Dolan Falls Preserve

On the arid western border of the Texas Hill Country, halfway between Del Rio and Sonora in Val Verde County, lies one of the jewels of The Nature Conservancy: Dolan Falls Preserve.

The preserve consists of 4,965 acres and is bolstered by an additional 157,994 acres that is either owned in fee or under Conservancy conservation easements along the Devils River. It is located at the intersection of three biological regions: the Edwards Plateau, Chihuahuan Desert and Rio Grande Plain brushland. This combination of terrain creates a landscape of outstanding beauty and diversity supported by the pristine waters of Dolan Springs, Dolan Creek and the Devils River.
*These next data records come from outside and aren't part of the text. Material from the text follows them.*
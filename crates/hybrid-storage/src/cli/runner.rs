//! 命令执行器
//!
//! 负责执行各 CLI 子命令的具体逻辑。

use std::sync::Arc;

use anyhow::{Context, Result, bail};
use loyalty_shared::config::AppConfig;
use loyalty_shared::database::Database;
use serde::Serialize;
use tokio::sync::watch;
use tracing::{info, warn};

use super::commands::Commands;
use crate::document::DocumentStoreAdapter;
use crate::migration::{MigrationDriver, MigrationReport};
use crate::models::Collection;
use crate::relational::PgRelationalStore;
use crate::traits::{DocumentStore, RelationalStore};

/// 命令执行器
pub struct CommandRunner {
    config: AppConfig,
    json: bool,
}

impl CommandRunner {
    pub fn new(config: AppConfig, json: bool) -> Self {
        Self { config, json }
    }

    pub async fn run(&self, command: Commands) -> Result<()> {
        match command {
            Commands::InitSchema => self.run_init_schema().await,
            Commands::Migrate => self.run_migrate(false).await,
            Commands::InitAndMigrate => self.run_migrate(true).await,
            Commands::DropTables { yes } => self.run_drop_tables(yes).await,
            Commands::TableCounts => self.run_table_counts().await,
            Commands::Inspect { collection, limit } => self.run_inspect(&collection, limit).await,
        }
    }

    fn relational(&self) -> Result<PgRelationalStore> {
        let database = Database::connect_lazy(&self.config.database).context("创建数据库连接池失败")?;
        Ok(PgRelationalStore::new(database.pool().clone()))
    }

    fn document(&self) -> DocumentStoreAdapter {
        DocumentStoreAdapter::new(&self.config.document)
    }

    async fn run_init_schema(&self) -> Result<()> {
        let relational = self.relational()?;
        relational.ensure_schema().await.context("建表失败")?;
        println!("All tables initialized");
        Ok(())
    }

    async fn run_migrate(&self, init_schema: bool) -> Result<()> {
        let document = Arc::new(self.document());
        let relational = Arc::new(self.relational()?);
        let driver = MigrationDriver::new(
            Arc::clone(&document),
            relational,
            self.config.storage.migration_read_cap,
        );

        info!(mode = ?document.mode(), init_schema, "开始迁移，按 Ctrl+C 可中止");

        let (shutdown_tx, shutdown_rx) = watch::channel(false);
        let signal = tokio::spawn(async move {
            if tokio::signal::ctrl_c().await.is_ok() {
                warn!("收到中断信号，当前记录写完后停止迁移");
                let _ = shutdown_tx.send(true);
            }
        });

        let result = if init_schema {
            driver.init_and_migrate(shutdown_rx).await
        } else {
            driver.migrate_all(shutdown_rx).await
        };
        signal.abort();

        let report = result.context("迁移失败")?;
        self.print_report(&report)?;
        Ok(())
    }

    async fn run_drop_tables(&self, confirmed: bool) -> Result<()> {
        if !confirmed {
            bail!("drop-tables 会删除全部关系表数据，请加 --yes 确认");
        }
        let relational = self.relational()?;
        relational.drop_schema().await.context("删除表失败")?;
        println!("All tables dropped");
        Ok(())
    }

    async fn run_table_counts(&self) -> Result<()> {
        let relational = self.relational()?;
        let counts = relational.table_counts().await.context("统计行数失败")?;

        if self.json {
            return self.print_json(&counts);
        }
        println!("\n{:<24} {:>10}", "table", "rows");
        println!("{}", "-".repeat(35));
        for (collection, count) in &counts {
            println!("{:<24} {:>10}", collection.as_str(), count);
        }
        println!("{}", "-".repeat(35));
        Ok(())
    }

    async fn run_inspect(&self, collection: &str, limit: usize) -> Result<()> {
        let collection: Collection = match collection.parse() {
            Ok(c) => c,
            Err(_) => {
                let known: Vec<_> = Collection::ALL.iter().map(|c| c.as_str()).collect();
                bail!("未知集合 {collection}，可用集合: {}", known.join(", "));
            }
        };

        let document = self.document();
        let docs = document
            .get_collection(collection, limit)
            .await
            .context("读取文档库失败")?;

        if self.json {
            return self.print_json(&docs);
        }
        println!("\n{} ({} docs, mode: {:?})", collection, docs.len(), document.mode());
        println!("{}", "-".repeat(60));
        for doc in &docs {
            println!("{}", serde_json::to_string(doc)?);
        }
        println!("{}", "-".repeat(60));
        Ok(())
    }

    fn print_report(&self, report: &MigrationReport) -> Result<()> {
        if self.json {
            return self.print_json(report);
        }
        println!("\n迁移结果:");
        println!("{}", "-".repeat(50));
        for (collection, summary) in &report.per_collection {
            let note = summary.read_error.as_deref().unwrap_or("");
            println!(
                "{:<24} read {:>6}  migrated {:>6}  skipped {:>4}  failed {:>4} {}",
                collection.as_str(),
                summary.read,
                summary.migrated,
                summary.skipped,
                summary.failed,
                note
            );
        }
        println!("{}", "-".repeat(50));
        println!("迁移记录: {}", report.migrated);
        println!("跳过记录: {}", report.skipped);
        println!("失败记录: {}", report.failures.len());
        println!("执行耗时: {} ms", report.elapsed_ms);
        if report.cancelled {
            println!("迁移被中止，可重新执行以继续（写入幂等）");
        }
        for failure in &report.failures {
            println!("  {}/{}: {}", failure.collection, failure.id, failure.error);
        }
        Ok(())
    }

    fn print_json<T: Serialize + ?Sized>(&self, value: &T) -> Result<()> {
        println!("{}", serde_json::to_string_pretty(value)?);
        Ok(())
    }
}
The Devils River flows through the preserve's canyons, which support stands of oaks and sycamore bounded by steep cliffs dotted with scrub juniper and mesquite. Rare and endangered species such as the Texas snowbell and Mexican white oak are found on the tract.

The river and its associated springs house rare salamanders and fish, many of which are unique to the Chihuahuan Desert region. The Devils River and other riparian corridors in the region serve as important migration paths for birds and monarch butterflies traversing the dry west. One conservation target is the black-capped vireo, an endangered songbird. Nesting pairs return to the preserve each spring.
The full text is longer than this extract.